Quasi 30 mila animali vivi sono stati recuperati nel corso di un’operazione globale coordinata da Interpol e Wco (World Customs Organization). L’azione, durata un mese e condotta in 134 Paesi, ha portato a un numero record di sequestri e all’individuazione di oltre mille sospetti. L’indagine ha messo in luce la portata crescente di un mercato criminale che vale almeno 20 miliardi di dollari l’anno.

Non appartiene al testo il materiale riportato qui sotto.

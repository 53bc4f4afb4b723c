// Date expression parsing for manual edits (move, modify due=/remind=)

use chrono::{Datelike, Duration, NaiveDate, NaiveDateTime, NaiveTime};
use anyhow::{Context, Result};

/// Monday of the ISO week containing `date`
pub fn start_of_week(date: NaiveDate) -> NaiveDate {
    date - Duration::days(date.weekday().num_days_from_monday() as i64)
}

/// Monday of the week `offset` weeks away from the one containing `today`
///
/// `None` when any day of that week falls outside the representable range.
pub fn shifted_week_start(today: NaiveDate, offset: i64) -> Option<NaiveDate> {
    let week_start = Duration::try_weeks(offset)
        .and_then(|delta| start_of_week(today).checked_add_signed(delta))?;
    week_start.checked_add_signed(Duration::days(6))?;
    Some(week_start)
}

/// Parse a date expression relative to `today`
///
/// Supported: `yyyy-mm-dd`, `today`, `tomorrow`, `yesterday`, `+Nd`, `-Nd`.
/// Returns `None` for `none` (clear the date).
pub fn parse_date_expr(expr: &str, today: NaiveDate) -> Result<Option<NaiveDate>> {
    let expr = expr.trim().to_lowercase();

    if let Ok(date) = NaiveDate::parse_from_str(&expr, "%Y-%m-%d") {
        return Ok(Some(date));
    }

    match expr.as_str() {
        "none" | "" => return Ok(None),
        "today" => return Ok(Some(today)),
        "tomorrow" => return Ok(Some(today + Duration::days(1))),
        "yesterday" => return Ok(Some(today - Duration::days(1))),
        _ => {}
    }

    // Relative offsets: +3d, -1d
    if let Some(days) = expr.strip_suffix('d') {
        if days.starts_with('+') || days.starts_with('-') {
            let offset: i64 = days.parse()
                .with_context(|| format!("Invalid day offset: {}", expr))?;
            let date = Duration::try_days(offset)
                .and_then(|delta| today.checked_add_signed(delta))
                .ok_or_else(|| anyhow::anyhow!("Unsupported date expression: {}. Day offset out of range.", expr))?;
            return Ok(Some(date));
        }
    }

    anyhow::bail!("Unsupported date expression: {}. Use yyyy-mm-dd, today, tomorrow or +Nd.", expr)
}

/// Parse a reminder expression: `yyyy-mm-ddTHH:MM`, `yyyy-mm-dd HH:MM`, or `none`
pub fn parse_datetime_expr(expr: &str) -> Result<Option<NaiveDateTime>> {
    let expr = expr.trim();
    if expr.eq_ignore_ascii_case("none") || expr.is_empty() {
        return Ok(None);
    }

    for format in ["%Y-%m-%dT%H:%M", "%Y-%m-%d %H:%M", "%Y-%m-%dT%H:%M:%S"] {
        if let Ok(dt) = NaiveDateTime::parse_from_str(expr, format) {
            return Ok(Some(dt));
        }
    }

    // Date alone means the default reminder hour
    if let Ok(date) = NaiveDate::parse_from_str(expr, "%Y-%m-%d") {
        let nine = NaiveTime::from_hms_opt(9, 0, 0)
            .ok_or_else(|| anyhow::anyhow!("Invalid time"))?;
        return Ok(Some(date.and_time(nine)));
    }

    anyhow::bail!("Unsupported reminder expression: {}. Use yyyy-mm-ddTHH:MM.", expr)
}

#[cfg(test)]
mod tests {
    use super::*;

    fn day(y: i32, m: u32, d: u32) -> NaiveDate {
        NaiveDate::from_ymd_opt(y, m, d).unwrap()
    }

    #[test]
    fn test_start_of_week() {
        // 2026-10-16 is a Friday
        assert_eq!(start_of_week(day(2026, 10, 16)), day(2026, 10, 12));
        assert_eq!(start_of_week(day(2026, 10, 12)), day(2026, 10, 12));
        assert_eq!(start_of_week(day(2026, 10, 18)), day(2026, 10, 12));
    }

    #[test]
    fn test_shifted_week_start() {
        let today = day(2026, 10, 16);
        assert_eq!(shifted_week_start(today, 0), Some(day(2026, 10, 12)));
        assert_eq!(shifted_week_start(today, 1), Some(day(2026, 10, 19)));
        assert_eq!(shifted_week_start(today, -2), Some(day(2026, 9, 28)));
        assert_eq!(shifted_week_start(today, 99999999999), None);
        assert_eq!(shifted_week_start(today, -99999999999), None);
        assert_eq!(shifted_week_start(today, i64::MAX), None);
    }

    #[test]
    fn test_parse_date_expr() {
        let today = day(2026, 10, 16);
        assert_eq!(parse_date_expr("2026-11-01", today).unwrap(), Some(day(2026, 11, 1)));
        assert_eq!(parse_date_expr("tomorrow", today).unwrap(), Some(day(2026, 10, 17)));
        assert_eq!(parse_date_expr("+3d", today).unwrap(), Some(day(2026, 10, 19)));
        assert_eq!(parse_date_expr("-2d", today).unwrap(), Some(day(2026, 10, 14)));
        assert_eq!(parse_date_expr("none", today).unwrap(), None);
        assert!(parse_date_expr("someday", today).is_err());
    }

    #[test]
    fn test_huge_day_offset_is_an_error() {
        let today = day(2026, 10, 16);
        let err = parse_date_expr("+999999999d", today).unwrap_err();
        assert!(err.to_string().contains("Unsupported date expression"));
        assert!(parse_date_expr("+99999999999999d", today).is_err());
        assert!(parse_date_expr("-99999999999999d", today).is_err());
    }

    #[test]
    fn test_parse_datetime_expr() {
        let dt = parse_datetime_expr("2026-10-16T14:30").unwrap().unwrap();
        assert_eq!(dt, day(2026, 10, 16).and_hms_opt(14, 30, 0).unwrap());

        let dt = parse_datetime_expr("2026-10-16").unwrap().unwrap();
        assert_eq!(dt, day(2026, 10, 16).and_hms_opt(9, 0, 0).unwrap());

        assert_eq!(parse_datetime_expr("none").unwrap(), None);
        assert!(parse_datetime_expr("later").is_err());
    }
}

Una rete criminale globale sotto pressione

In un mese di controlli tra il 15 settembre e il 15 ottobre, “Operation Thunder 2025” (“Thunder” in italiano vuol dire “tuono”) ha restituito alla natura 29.000 animali vivi. L’operazione, spiegano da Interpol, ha prodotto 4.640 sequestri tra fauna, flora e legname tagliato illegalmente.

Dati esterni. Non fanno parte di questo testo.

use chrono::{NaiveDate, NaiveDateTime};
use crate::models::{Priority, Repeat, Task, TaskStatus};
use crate::store::error::StoreError;

/// Partial field update for `TaskStore::update`
///
/// `None` leaves a field alone. For optional fields, `Some(None)` clears it.
#[derive(Debug, Clone, Default, PartialEq)]
pub struct TaskPatch {
    pub title: Option<String>,
    pub category: Option<String>,
    pub section: Option<String>,
    pub tags: Option<Vec<String>>,
    pub priority: Option<Priority>,
    pub repeat: Option<Repeat>,
    pub due_date: Option<Option<NaiveDate>>,
    pub reminder_at: Option<Option<NaiveDateTime>>,
    pub status: Option<TaskStatus>,
    pub notes: Option<String>,
}

impl TaskPatch {
    pub fn is_empty(&self) -> bool {
        *self == TaskPatch::default()
    }

    /// Title and category may be changed but never blanked
    pub fn validate(&self) -> Result<(), StoreError> {
        for (field, value) in [("title", &self.title), ("category", &self.category)] {
            if let Some(value) = value {
                if value.trim().is_empty() {
                    return Err(StoreError::InvalidField {
                        field: field.to_string(),
                        value: value.clone(),
                    });
                }
            }
        }
        Ok(())
    }

    pub fn apply(self, task: &mut Task) {
        if let Some(title) = self.title {
            task.title = title;
        }
        if let Some(category) = self.category {
            task.category = category;
        }
        if let Some(section) = self.section {
            task.section = section;
        }
        if let Some(tags) = self.tags {
            task.tags = tags;
        }
        if let Some(priority) = self.priority {
            task.priority = priority;
        }
        if let Some(repeat) = self.repeat {
            task.repeat = repeat;
        }
        if let Some(due_date) = self.due_date {
            task.due_date = due_date;
        }
        if let Some(reminder_at) = self.reminder_at {
            task.reminder_at = reminder_at;
        }
        if let Some(status) = self.status {
            task.status = status;
        }
        if let Some(notes) = self.notes {
            task.notes = notes;
        }
    }
}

Tra gli animali salvati figurano 6.160 uccelli, 2.040 tartarughe e testuggini, 1.150 rettili, 208 primati e 10 grandi felini, compresi tigri a rischio estinzione.

Secondo Interpol, il traffico di fauna selvatica per il mercato degli animali esotici o per la vendita di parti del corpo “è la minaccia più evidente per molte specie in pericolo” e rappresenta “un crimine organizzato transnazionale di primo piano”.